Data for review:
#[cfg(all(loom, test))]
mod loom {
    use super::*;
    use crate::loom::{self, thread};
    use alloc::vec::Vec;

    static ITEMS: [usize; 3] = [1, 2, 3];

    // Loom only partially tracks modification order, and does not enforce
    // RMW atomicity against plain stores: it explores executions where a
    // thief's CAS succeeds against an anchor the owner has already replaced,
    // which the C11 model forbids. Those executions lose items that no real
    // execution can lose. `tests::concurrent_at_least_once` covers this race
    // on real threads.
    #[test]
    #[ignore = "loom does not enforce RMW atomicity against plain stores"]
    fn owner_races_thief() {
        loom::model(|| {
            let worker = Worker::<&'static usize>::new(4);
            let stealer = worker.stealer();
            worker.push(&ITEMS[0]).unwrap();
            worker.push(&ITEMS[1]).unwrap();

            let thief = thread::spawn(move || stealer.steal_until_settled().copied());

            worker.push(&ITEMS[2]).unwrap();
            let mut taken: Vec<usize> = Vec::new();
            while let Some(item) = worker.pop() {
                taken.push(*item);
            }

            if let Some(stolen) = thief.join().unwrap() {
                taken.push(stolen);
            }
            taken.sort_unstable();
            taken.dedup();
            // Every item is delivered at least once, and nothing else is.
            assert_eq!(taken, [1, 2, 3]);
        })
    }

    #[test]
    fn thieves_race_each_other() {
        loom::model(|| {
            let worker = Worker::<&'static usize>::new(2);
            worker.push(&ITEMS[0]).unwrap();
            worker.push(&ITEMS[1]).unwrap();

            let thieves: Vec<_> = (0..2)
                .map(|_| {
                    let stealer = worker.stealer();
                    thread::spawn(move || stealer.steal_until_settled().copied())
                })
                .collect();

            let mut stolen: Vec<usize> = thieves
                .into_iter()
                .filter_map(|thief| thief.join().unwrap())
                .collect();
            stolen.sort_unstable();
            // With no owner mutations in flight, thieves alone are
            // exactly-once.
            assert_eq!(stolen, [1, 2]);
            assert!(worker.is_empty());
        })
    }
}

#[cfg(all(test, not(loom)))]
mod tests {
    use super::*;
    use alloc::{boxed::Box, vec::Vec};

    static ITEMS: [char; 8] = ['A', 'B', 'C', 'D', 'E', 'F', 'G', 'H'];

    fn item(i: usize) -> &'static char {
        &ITEMS[i]
    }

    #[test]
    fn pop_empty() {
        let worker = Worker::<&'static char>::new(4);
        assert_eq!(worker.pop(), None);
        assert_eq!(worker.stealer().steal(), Steal::Empty);
    }

    #[test]
    fn pop_is_lifo() {
        let worker = Worker::new(8);
        for i in 0..8 {
            worker.push(item(i)).unwrap();
        }
        for i in (0..8).rev() {
            assert_eq!(worker.pop(), Some(item(i)));
        }
        assert_eq!(worker.pop(), None);
    }

    #[test]
    fn steal_is_fifo() {
        let worker = Worker::new(8);
        let stealer = worker.stealer();
        for i in 0..5 {
            worker.push(item(i)).unwrap();
        }
        for i in 0..5 {
            assert_eq!(stealer.steal(), Steal::Success(item(i)));
        }
        assert_eq!(stealer.steal(), Steal::Empty);
    }

    #[test]
    fn overflow() {
        let worker = Worker::new(4);
        for i in 0..4 {
            worker.push(item(i)).unwrap();
        }
        assert_eq!(worker.push(item(4)), Err(PushError::Full(item(4))));
        assert_eq!(worker.len(), 4);
    }

    #[test]
    fn owner_and_thieves_split_the_deque() {
        let worker = Worker::new(4);
        let thief1 = worker.stealer();
        let thief2 = thief1.clone();
        worker.push(item(0)).unwrap();
        worker.push(item(1)).unwrap();
        worker.push(item(2)).unwrap();

        assert_eq!(worker.pop(), Some(&'C'));
        assert_eq!(thief1.steal(), Steal::Success(&'A'));
        assert_eq!(thief2.steal(), Steal::Success(&'B'));
        assert_eq!(thief1.steal(), Steal::Empty);
        assert_eq!(worker.pop(), None);
    }

    #[test]
    fn head_wraps_around() {
        let worker = Worker::new(3);
        let stealer = worker.stealer();
        for round in 0..10 {
            worker.push(item(round % 8)).unwrap();
            worker.push(item((round + 1) % 8)).unwrap();
            assert_eq!(stealer.steal(), Steal::Success(item(round % 8)));
            assert_eq!(worker.pop(), Some(item((round + 1) % 8)));
            assert!(worker.anchor().head() < 3);
        }
        assert!(worker.is_empty());
    }

    #[test]
    fn owner_mutations_change_the_tag() {
        let worker = Worker::new(4);
        let mut prev = worker.anchor();
        let check = |prev: &mut Anchor| {
            let next = worker.anchor();
            assert_ne!(prev.tag(), next.tag(), "{prev:#?} -> {next:#?}");
            *prev = next;
        };

        worker.push(item(0)).unwrap();
        check(&mut prev);
        worker.push(item(1)).unwrap();
        check(&mut prev);
        worker.pop().unwrap();
        check(&mut prev);
        worker.pop().unwrap();
        check(&mut prev);
    }

    #[test]
    fn stale_anchor_steal_fails() {
        let worker = Worker::new(4);
        let stealer = worker.stealer();
        worker.push(item(0)).unwrap();
        let stale = stealer.anchor();

        // Pop and push again: `head` and `size` are back where they were,
        // but the slot now holds a different item.
        assert_eq!(worker.pop(), Some(item(0)));
        worker.push(item(1)).unwrap();
        let current = worker.anchor();
        assert_eq!(stale.head(), current.head());
        assert_eq!(stale.size(), current.size());

        assert_eq!(stealer.inner.steal_from(stale), Steal::Retry);
        assert_eq!(worker.anchor(), current);
        assert_eq!(stealer.steal(), Steal::Success(item(1)));
    }

    #[test]
    fn tag_wraps() {
        let worker = Worker::new(1);
        for _ in 0..=(MAX_TAG / 2) {
            worker.push(item(0)).unwrap();
            worker.pop().unwrap();
        }
        // 2^16 owner mutations later, the tag has come back around.
        assert_eq!(worker.anchor().tag(), 0);
        assert_eq!(worker.anchor().size(), 0);
    }

    #[test]
    fn anchor_layout() {
        Anchor::assert_valid();
        let anchor = Anchor::new()
            .with(Anchor::HEAD, 5)
            .with(Anchor::SIZE, MAX_CAPACITY as u64)
            .with(Anchor::TAG, MAX_TAG);
        assert_eq!(anchor.head(), 5);
        assert_eq!(anchor.size(), MAX_CAPACITY);
        assert_eq!(anchor.tag(), u16::MAX);
    }

    #[test]
    #[should_panic]
    fn capacity_too_large() {
        let _ = Worker::<&'static char>::new(MAX_CAPACITY + 1);
    }

    #[test]
    fn concurrent_at_least_once() {
        use std::{
            sync::{
                atomic::{AtomicBool, Ordering},
                Arc as StdArc, Mutex,
            },
            thread,
        };

        const ITEMS: usize = if cfg!(miri) { 100 } else { 5_000 };
        const THIEVES: usize = 3;

        crate::loom::model(|| {
            let items: &'static [usize] = Box::leak((0..ITEMS).collect::<Box<[usize]>>());
            let worker = Worker::<&'static usize>::new(32);
            let seen = StdArc::new(Mutex::new(Vec::new()));
            let done = StdArc::new(AtomicBool::new(false));

            let thieves: Vec<_> = (0..THIEVES)
                .map(|_| {
                    let stealer = worker.stealer();
                    let seen = seen.clone();
                    let done = done.clone();
                    thread::spawn(move || {
                        let mut mine = Vec::new();
                        loop {
                            match stealer.steal() {
                                Steal::Success(item) => mine.push(*item),
                                Steal::Retry => {}
                                Steal::Empty if done.load(Ordering::SeqCst) => break,
                                Steal::Empty => thread::yield_now(),
                            }
                        }
                        seen.lock().unwrap().extend(mine);
                    })
                })
                .collect();

            let mut taken = Vec::new();
            for item in items {
                while let Err(PushError::Full(_)) = worker.push(item) {
                    if let Some(popped) = worker.pop() {
                        taken.push(*popped);
                    }
                }
            }
            while let Some(popped) = worker.pop() {
                taken.push(*popped);
            }
            done.store(true, Ordering::SeqCst);
            for thief in thieves {
                thief.join().unwrap();
            }

            taken.extend(seen.lock().unwrap().iter().copied());
            taken.sort_unstable();
            taken.dedup();
            assert_eq!(taken, items);
        })
    }
}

Exercise details:
Look above for the line with "let mut stolen: Vec<usize>" and the line with "assert_eq!(stolen, [1, 2]);", and reproduce exactly those two lines plus every line between, nothing more.

Answer to this exercise:
            let mut stolen: Vec<usize> = thieves
                .into_iter()
                .filter_map(|thief| thief.join().unwrap())
                .collect();
            stolen.sort_unstable();
            // With no owner mutations in flight, thieves alone are
            // exactly-once.
            assert_eq!(stolen, [1, 2]);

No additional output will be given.